EXERCISE DESCRIPTION: Word for word, restate every line from the one with "types for cosmetic-storage" through the end of the records below, both included, and add nothing.

INPUT:
use autoapply::cli::{Cli, Commands, SubmitArgs};
use clap::Parser;
use std::process::ExitCode;

#[tokio::main]
async fn main() -> ExitCode {
    let cli = Cli::parse();

    match cli.command {
        Some(Commands::Submit(args)) => autoapply::cli::submit(args).await,
        Some(Commands::Config(args)) => autoapply::cli::config(args),
        // Bare invocation prompts for every field
        None => autoapply::cli::submit(SubmitArgs::default()).await,
    }
}
//! Error types for cosmetic-storage

use std::path::PathBuf;
use thiserror::Error;

pub type Result<T> = std::result::Result<T, StorageError>;

#[derive(Error, Debug)]
pub enum StorageError {
    #[error("Failed to parse {}: {reason}", path.display())]
    Unreadable { path: PathBuf, reason: String },

    #[error("IO error: {0}")]
    Io(#[from] std::io::Error),

    #[error("Serialization error: {0}")]
    Serialization(#[from] serde_json::Error),
}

OUTPUT OF THE EXERCISE:
//! Error types for cosmetic-storage

use std::path::PathBuf;
use thiserror::Error;

pub type Result<T> = std::result::Result<T, StorageError>;

#[derive(Error, Debug)]
pub enum StorageError {
    #[error("Failed to parse {}: {reason}", path.display())]
    Unreadable { path: PathBuf, reason: String },

    #[error("IO error: {0}")]
    Io(#[from] std::io::Error),

    #[error("Serialization error: {0}")]
    Serialization(#[from] serde_json::Error),
}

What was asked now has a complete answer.